Hualing Nieh Engle, born in China in 1925, is a novelist, poet, and professor emerita of the University of Iowa (1). She co-founded their International Writing Program (2) in 1967 with Paul Engle, her husband, who was Director of the Iowa Writers’ Workshop from 1941 to 1965.

I have just started this novel (3), which I chose to read, because of the author’s association with the Iowa Writers’ Workshop. Ordinarily, I don’t read novels that have explicit multiple personality. This site is about finding multiple personality in widely read and classic works of fiction in which it is not labeled as such, but is what I call “gratuitous multiple personality,” meaning that features of multiple personality are in the work only as a reflection of the author’s own psychology.
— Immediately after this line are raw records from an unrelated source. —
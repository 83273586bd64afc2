use chat_emotes::{EmoteScope, ThirdPartyEmoteToken};
use serde::Deserialize;

use super::*;

#[derive(Debug, Deserialize)]
struct BttvEmote {
    id: String,
    code: String,
}

#[derive(Debug, Deserialize)]
#[serde(rename_all = "camelCase")]
struct BttvUser {
    #[serde(default)]
    channel_emotes: Vec<BttvEmote>,
    #[serde(default)]
    shared_emotes: Vec<BttvEmote>,
}

fn into_tokens(
    emotes: impl IntoIterator<Item = BttvEmote>,
    scope: EmoteScope,
) -> Vec<ThirdPartyEmoteToken> {
    emotes
        .into_iter()
        .filter(|e| !e.code.is_empty())
        .map(|e| ThirdPartyEmoteToken::new(e.code, e.id, scope))
        .collect()
}

/// Parse `/cached/emotes/global`.
pub fn parse_bttv_global(body: &str) -> Result<Vec<ThirdPartyEmoteToken>, TwitchError> {
    let emotes: Vec<BttvEmote> = serde_json::from_str(body)?;
    Ok(into_tokens(emotes, EmoteScope::Global))
}

/// Parse `/cached/users/twitch/{id}`: channel emotes, then shared emotes.
pub fn parse_bttv_channel(body: &str) -> Result<Vec<ThirdPartyEmoteToken>, TwitchError> {
    let user: BttvUser = serde_json::from_str(body)?;
    Ok(into_tokens(
        user.channel_emotes.into_iter().chain(user.shared_emotes),
        EmoteScope::Channel,
    ))
}

impl CatalogFetcher {
    /// Fetch global BetterTTV emotes.
    pub async fn bttv_global_emotes(&self) -> Result<Vec<ThirdPartyEmoteToken>, TwitchError> {
        let url = format!("{}/cached/emotes/global", self.bttv_base);
        let Some(body) = self.fetch(&url, None).await? else {
            return Ok(Vec::new());
        };
        let tokens = parse_bttv_global(&body)?;
        tracing::debug!(count = tokens.len(), "Fetched global BTTV emotes");
        Ok(tokens)
    }

    /// Fetch BetterTTV emotes for a channel by Twitch room id.
    ///
    /// Channels without a BetterTTV account answer 404, which yields an empty list.
    pub async fn bttv_channel_emotes(
        &self,
        room_id: &str,
    ) -> Result<Vec<ThirdPartyEmoteToken>, TwitchError> {
        let url = format!("{}/cached/users/twitch/{room_id}", self.bttv_base);
        let Some(body) = self.fetch(&url, None).await? else {
            tracing::debug!(room_id, "No BTTV account for channel");
            return Ok(Vec::new());
        };
        let tokens = parse_bttv_channel(&body)?;
        tracing::debug!(count = tokens.len(), room_id, "Fetched channel BTTV emotes");
        Ok(tokens)
    }
}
Other writers I have discussed who have been associated with the Iowa Writers’ Workshop include T. C. Boyle (alumnus and faculty), Frank Conroy (Director and faculty 1987-2005), Philip Roth (faculty), Kurt Vonnegut (faculty), Andrew Sean Greer (faculty), Deborah Eisenberg (faculty), Jane Smiley (faculty), Robert Penn Warren (faculty), and Marilynne Robinson (faculty).

The Iowa Writers’ Workshop is the best-known graduate writing program in the USA (4). I don’t know whether they or other writing programs ever discuss multiple personality in works of fiction, fiction-writer psychology, and the fiction-writing process.